Goal of the exercise
The answer should be an exact copy of the data.

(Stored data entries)
=== Section Start ===

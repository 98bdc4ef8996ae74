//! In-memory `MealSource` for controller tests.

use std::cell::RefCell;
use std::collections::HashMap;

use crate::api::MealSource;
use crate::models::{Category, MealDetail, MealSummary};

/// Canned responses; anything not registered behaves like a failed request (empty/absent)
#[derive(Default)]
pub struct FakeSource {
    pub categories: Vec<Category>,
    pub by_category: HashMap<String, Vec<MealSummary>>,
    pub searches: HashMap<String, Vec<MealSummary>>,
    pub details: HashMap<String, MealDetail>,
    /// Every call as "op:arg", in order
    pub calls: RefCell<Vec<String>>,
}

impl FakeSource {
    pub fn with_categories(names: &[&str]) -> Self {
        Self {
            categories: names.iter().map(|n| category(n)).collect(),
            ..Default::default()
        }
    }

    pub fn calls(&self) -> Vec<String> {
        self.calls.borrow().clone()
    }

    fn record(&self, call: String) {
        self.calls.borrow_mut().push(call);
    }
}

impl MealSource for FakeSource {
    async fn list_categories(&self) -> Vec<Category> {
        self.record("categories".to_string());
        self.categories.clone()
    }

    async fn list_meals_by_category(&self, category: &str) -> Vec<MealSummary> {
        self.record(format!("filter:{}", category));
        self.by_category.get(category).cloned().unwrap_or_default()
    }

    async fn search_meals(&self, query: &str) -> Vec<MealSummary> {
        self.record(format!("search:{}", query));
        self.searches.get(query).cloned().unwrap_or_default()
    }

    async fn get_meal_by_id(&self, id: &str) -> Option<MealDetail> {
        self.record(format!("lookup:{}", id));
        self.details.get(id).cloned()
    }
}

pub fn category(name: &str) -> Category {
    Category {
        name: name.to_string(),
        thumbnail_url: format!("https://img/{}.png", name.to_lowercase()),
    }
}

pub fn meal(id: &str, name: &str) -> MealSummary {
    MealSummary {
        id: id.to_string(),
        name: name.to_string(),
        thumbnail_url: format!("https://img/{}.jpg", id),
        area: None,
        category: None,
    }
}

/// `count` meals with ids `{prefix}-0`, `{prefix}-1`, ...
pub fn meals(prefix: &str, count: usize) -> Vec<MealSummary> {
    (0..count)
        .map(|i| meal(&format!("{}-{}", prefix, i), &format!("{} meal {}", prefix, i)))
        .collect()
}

=== Section End ===

Task solution
repository 98bdc4ef8996ae74
//! In-memory `MealSource` for controller tests.

use std::cell::RefCell;
use std::collections::HashMap;

use crate::api::MealSource;
use crate::models::{Category, MealDetail, MealSummary};

/// Canned responses; anything not registered behaves like a failed request (empty/absent)
#[derive(Default)]
pub struct FakeSource {
    pub categories: Vec<Category>,
    pub by_category: HashMap<String, Vec<MealSummary>>,
    pub searches: HashMap<String, Vec<MealSummary>>,
    pub details: HashMap<String, MealDetail>,
    /// Every call as "op:arg", in order
    pub calls: RefCell<Vec<String>>,
}

impl FakeSource {
    pub fn with_categories(names: &[&str]) -> Self {
        Self {
            categories: names.iter().map(|n| category(n)).collect(),
            ..Default::default()
        }
    }

    pub fn calls(&self) -> Vec<String> {
        self.calls.borrow().clone()
    }

    fn record(&self, call: String) {
        self.calls.borrow_mut().push(call);
    }
}

impl MealSource for FakeSource {
    async fn list_categories(&self) -> Vec<Category> {
        self.record("categories".to_string());
        self.categories.clone()
    }

    async fn list_meals_by_category(&self, category: &str) -> Vec<MealSummary> {
        self.record(format!("filter:{}", category));
        self.by_category.get(category).cloned().unwrap_or_default()
    }

    async fn search_meals(&self, query: &str) -> Vec<MealSummary> {
        self.record(format!("search:{}", query));
        self.searches.get(query).cloned().unwrap_or_default()
    }

    async fn get_meal_by_id(&self, id: &str) -> Option<MealDetail> {
        self.record(format!("lookup:{}", id));
        self.details.get(id).cloned()
    }
}

pub fn category(name: &str) -> Category {
    Category {
        name: name.to_string(),
        thumbnail_url: format!("https://img/{}.png", name.to_lowercase()),
    }
}

pub fn meal(id: &str, name: &str) -> MealSummary {
    MealSummary {
        id: id.to_string(),
        name: name.to_string(),
        thumbnail_url: format!("https://img/{}.jpg", id),
        area: None,
        category: None,
    }
}

/// `count` meals with ids `{prefix}-0`, `{prefix}-1`, ...
pub fn meals(prefix: &str, count: usize) -> Vec<MealSummary> {
    (0..count)
        .map(|i| meal(&format!("{}-{}", prefix, i), &format!("{} meal {}", prefix, i)))
        .collect()
}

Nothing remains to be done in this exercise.